- _Work instruction_: Transcribe the listing below from its opening line up to and including the line that contains "pub fn model_file(self)"; reproduce nothing else.
───── Data ─────
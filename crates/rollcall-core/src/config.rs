//! Engine configuration shared by the trainer and matcher.
//!
//! Constructed once by the caller and passed by value. Only the default
//! data directory looks at the environment.

use serde::{Deserialize, Serialize};
use std::fmt;
use std::path::PathBuf;
use std::str::FromStr;

pub const DEFAULT_CONFIDENCE_THRESHOLD: f32 = 0.6;
pub const DEFAULT_TIE_EPSILON: f32 = 0.02;
pub const DEFAULT_MIN_IMAGES_PER_IDENTITY: usize = 3;
pub const DEFAULT_MAX_IMAGE_DIMENSION: u32 = 1024;
pub const DEFAULT_RETAIN_VERSIONS: usize = 5;
/// Rollback needs at least the current and the previous snapshot on disk.
pub const MIN_RETAIN_VERSIONS: usize = 2;

/// `$XDG_DATA_HOME/rollcall`, falling back to `~/.local/share/rollcall`.
pub fn default_data_dir() -> PathBuf {
    std::env::var("XDG_DATA_HOME")
        .map(PathBuf::from)
        .unwrap_or_else(|_| {
            let home = std::env::var("HOME").unwrap_or_else(|_| "/tmp".to_string());
            PathBuf::from(home).join(".local/share")
        })
        .join("rollcall")
}

/// Where the SCRFD and ArcFace ONNX files are expected by default.
pub fn default_model_dir() -> PathBuf {
    default_data_dir().join("models")
}

/// Face detector backbone.
#[derive(Debug, Clone, Copy, PartialEq, Eq, Hash, Serialize, Deserialize)]
#[serde(rename_all = "lowercase")]
pub enum DetectorBackbone {
    /// SCRFD-500M at 320×320, CPU real-time, used for live recognition.
    Fast,
    /// SCRFD-10G at 640×640, slower, used for enrollment.
    Accurate,
}

impl DetectorBackbone {
    /// ONNX file name expected in the model directory.
    pub fn model_file(self) -> &'static str {
        match self {
            DetectorBackbone::Fast => "scrfd_500m_bnkps.onnx",
            DetectorBackbone::Accurate => "det_10g.onnx",
        }
    }

    /// Square network input size in pixels.
    pub fn input_size(self) -> usize {
        match self {
            DetectorBackbone::Fast => 320,
            DetectorBackbone::Accurate => 640,
        }
    }
}

impl fmt::Display for DetectorBackbone {
    fn fmt(&self, f: &mut fmt::Formatter<'_>) -> fmt::Result {
        match self {
            DetectorBackbone::Fast => f.write_str("fast"),
            DetectorBackbone::Accurate => f.write_str("accurate"),
        }
    }
}

impl FromStr for DetectorBackbone {
    type Err = String;

    fn from_str(s: &str) -> Result<Self, Self::Err> {
        match s.trim().to_ascii_lowercase().as_str() {
            "fast" | "hog" => Ok(DetectorBackbone::Fast),
            "accurate" | "cnn" => Ok(DetectorBackbone::Accurate),
            other => Err(format!("unknown detector backbone '{other}' (expected fast|accurate)")),
        }
    }
}

/// Tunables for extraction, training and matching.
#[derive(Debug, Clone, Serialize, Deserialize)]
#[serde(default)]
pub struct EngineConfig {
    /// Backbone used when the caller does not pick one.
    pub detector_backbone: DetectorBackbone,
    /// Minimum confidence for a match to be accepted (inclusive).
    pub confidence_threshold: f32,
    /// Two identities closer than this in confidence are reported as unknown.
    pub tie_epsilon: f32,
    /// Valid embeddings an identity needs before it enters the gallery.
    pub min_images_per_identity: usize,
    /// Images with a longer side than this are downscaled before detection.
    pub max_image_dimension: u32,
    /// Gallery versions kept on disk for rollback.
    pub retain_versions: usize,
}

impl Default for EngineConfig {
    fn default() -> Self {
        Self {
            detector_backbone: DetectorBackbone::Fast,
            confidence_threshold: DEFAULT_CONFIDENCE_THRESHOLD,
            tie_epsilon: DEFAULT_TIE_EPSILON,
            min_images_per_identity: DEFAULT_MIN_IMAGES_PER_IDENTITY,
            max_image_dimension: DEFAULT_MAX_IMAGE_DIMENSION,
            retain_versions: DEFAULT_RETAIN_VERSIONS,
        }
    }
}

impl EngineConfig {
    /// Clamp values into their valid ranges.
    pub fn sanitized(mut self) -> Self {
        self.confidence_threshold = self.confidence_threshold.clamp(0.0, 1.0);
        self.tie_epsilon = self.tie_epsilon.max(0.0);
        self.min_images_per_identity = self.min_images_per_identity.max(1);
        self.max_image_dimension = self.max_image_dimension.max(64);
        self.retain_versions = self.retain_versions.max(MIN_RETAIN_VERSIONS);
        self
    }
}
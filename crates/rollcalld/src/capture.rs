//! Frame sources for the recognition loop.
//!
//! The camera collaborator drops still frames into a spool directory; the
//! daemon samples the newest one each tick and skips whatever arrived in
//! between.

use chrono::{DateTime, Local, NaiveDateTime};
use image::GrayImage;
use std::collections::HashSet;
use std::fs;
use std::path::{Path, PathBuf};
use thiserror::Error;

const FRAME_EXTENSIONS: [&str; 4] = ["jpg", "jpeg", "png", "bmp"];
/// Fraction of near-black pixels above which a frame is treated as dark.
const DARK_FRAME_THRESHOLD: f32 = 0.95;

#[derive(Error, Debug)]
pub enum CaptureError {
    #[error("frame directory {path}: {source}")]
    Directory {
        path: String,
        #[source]
        source: std::io::Error,
    },
    #[error("undecodable frame {path}: {source}")]
    Decode {
        path: String,
        #[source]
        source: image::ImageError,
    },
}

/// A sampled grayscale frame.
pub struct Frame {
    pub image: GrayImage,
    pub captured_at: NaiveDateTime,
    pub sequence: u64,
    /// Where the frame came from, kept as the attendance snapshot reference.
    pub origin: Option<PathBuf>,
}

impl Frame {
    /// Average pixel brightness (0.0–255.0).
    pub fn avg_brightness(&self) -> f32 {
        let data = self.image.as_raw();
        if data.is_empty() {
            return 0.0;
        }
        data.iter().map(|&b| b as f32).sum::<f32>() / data.len() as f32
    }

    /// True if more than 95% of pixels fall in the darkest eighth of the range.
    pub fn is_dark(&self) -> bool {
        let data = self.image.as_raw();
        if data.is_empty() {
            return true;
        }
        let dark = data.iter().filter(|&&p| p < 32).count();
        (dark as f32 / data.len() as f32) > DARK_FRAME_THRESHOLD
    }
}

pub trait FrameSource: Send {
    /// Newest frame not yet returned, or `None` if nothing new arrived.
    fn latest(&mut self) -> Result<Option<Frame>, CaptureError>;
}

/// Reads frames written into a directory, ordered by file name.
pub struct DirectoryFrameSource {
    dir: PathBuf,
    seen: HashSet<PathBuf>,
    sequence: u64,
}

impl DirectoryFrameSource {
    pub fn new(dir: impl Into<PathBuf>) -> Self {
        Self {
            dir: dir.into(),
            seen: HashSet::new(),
            sequence: 0,
        }
    }

    fn pending(&self) -> Result<Vec<PathBuf>, CaptureError> {
        let entries = fs::read_dir(&self.dir).map_err(|source| CaptureError::Directory {
            path: self.dir.display().to_string(),
            source,
        })?;
        let mut files: Vec<PathBuf> = entries
            .filter_map(|e| e.ok())
            .map(|e| e.path())
            .filter(|p| is_frame_file(p) && !self.seen.contains(p))
            .collect();
        files.sort();
        Ok(files)
    }
}

fn is_frame_file(path: &Path) -> bool {
    path.is_file()
        && path
            .extension()
            .and_then(|e| e.to_str())
            .is_some_and(|e| FRAME_EXTENSIONS.contains(&e.to_ascii_lowercase().as_str()))
}

fn modified_at(path: &Path) -> NaiveDateTime {
    fs::metadata(path)
        .and_then(|m| m.modified())
        .map(|t| DateTime::<Local>::from(t).naive_local())
        .unwrap_or_else(|_| Local::now().naive_local())
}

impl FrameSource for DirectoryFrameSource {
    fn latest(&mut self) -> Result<Option<Frame>, CaptureError> {
        let pending = self.pending()?;
        let Some(newest) = pending.last().cloned() else {
            return Ok(None);
        };
        if pending.len() > 1 {
            tracing::trace!(skipped = pending.len() - 1, "sampling newest frame");
        }
        self.seen.extend(pending);

        let image = image::open(&newest)
            .map_err(|source| CaptureError::Decode {
                path: newest.display().to_string(),
                source,
            })?
            .into_luma8();
        self.sequence += 1;
        Ok(Some(Frame {
            image,
            captured_at: modified_at(&newest),
            sequence: self.sequence,
            origin: Some(newest),
        }))
    }
}

#[cfg(test)]
mod tests {
    use super::*;
    use image::Luma;

    fn write(dir: &Path, name: &str, value: u8) {
        GrayImage::from_pixel(8, 8, Luma([value])).save(dir.join(name)).unwrap();
    }

    #[test]
    fn test_latest_samples_newest_and_skips_backlog() {
        let dir = tempfile::tempdir().unwrap();
        write(dir.path(), "0001.png", 10);
        write(dir.path(), "0002.png", 20);
        write(dir.path(), "0003.png", 200);
        fs::write(dir.path().join("notes.txt"), b"x").unwrap();

        let mut source = DirectoryFrameSource::new(dir.path());
        let frame = source.latest().unwrap().unwrap();
        assert_eq!(frame.image.get_pixel(0, 0).0[0], 200);
        assert_eq!(frame.sequence, 1);
        assert!(frame.origin.unwrap().ends_with("0003.png"));

        assert!(source.latest().unwrap().is_none());

        write(dir.path(), "0004.png", 90);
        let next = source.latest().unwrap().unwrap();
        assert_eq!(next.image.get_pixel(0, 0).0[0], 90);
        assert_eq!(next.sequence, 2);
    }

    #[test]
    fn test_undecodable_frame_is_reported_once() {
        let dir = tempfile::tempdir().unwrap();
        fs::write(dir.path().join("bad.jpg"), b"not a jpeg").unwrap();
        let mut source = DirectoryFrameSource::new(dir.path());
        assert!(matches!(source.latest(), Err(CaptureError::Decode { .. })));
        assert!(source.latest().unwrap().is_none());
    }

    #[test]
    fn test_missing_directory() {
        let mut source = DirectoryFrameSource::new("/nonexistent/rollcall/frames");
        assert!(matches!(source.latest(), Err(CaptureError::Directory { .. })));
    }

    #[test]
    fn test_dark_frame_detection() {
        let frame = |v| Frame {
            image: GrayImage::from_pixel(10, 10, Luma([v])),
            captured_at: Local::now().naive_local(),
            sequence: 0,
            origin: None,
        };
        assert!(frame(5).is_dark());
        assert!(!frame(120).is_dark());
        assert_eq!(frame(120).avg_brightness(), 120.0);
    }
}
─────
- _Response_:
filename crates/rollcall-core/src/config.rs
//! Engine configuration shared by the trainer and matcher.
//!
//! Constructed once by the caller and passed by value. Only the default
//! data directory looks at the environment.

use serde::{Deserialize, Serialize};
use std::fmt;
use std::path::PathBuf;
use std::str::FromStr;

pub const DEFAULT_CONFIDENCE_THRESHOLD: f32 = 0.6;
pub const DEFAULT_TIE_EPSILON: f32 = 0.02;
pub const DEFAULT_MIN_IMAGES_PER_IDENTITY: usize = 3;
pub const DEFAULT_MAX_IMAGE_DIMENSION: u32 = 1024;
pub const DEFAULT_RETAIN_VERSIONS: usize = 5;
/// Rollback needs at least the current and the previous snapshot on disk.
pub const MIN_RETAIN_VERSIONS: usize = 2;

/// `$XDG_DATA_HOME/rollcall`, falling back to `~/.local/share/rollcall`.
pub fn default_data_dir() -> PathBuf {
    std::env::var("XDG_DATA_HOME")
        .map(PathBuf::from)
        .unwrap_or_else(|_| {
            let home = std::env::var("HOME").unwrap_or_else(|_| "/tmp".to_string());
            PathBuf::from(home).join(".local/share")
        })
        .join("rollcall")
}

/// Where the SCRFD and ArcFace ONNX files are expected by default.
pub fn default_model_dir() -> PathBuf {
    default_data_dir().join("models")
}

/// Face detector backbone.
#[derive(Debug, Clone, Copy, PartialEq, Eq, Hash, Serialize, Deserialize)]
#[serde(rename_all = "lowercase")]
pub enum DetectorBackbone {
    /// SCRFD-500M at 320×320, CPU real-time, used for live recognition.
    Fast,
    /// SCRFD-10G at 640×640, slower, used for enrollment.
    Accurate,
}

impl DetectorBackbone {
    /// ONNX file name expected in the model directory.
    pub fn model_file(self) -> &'static str {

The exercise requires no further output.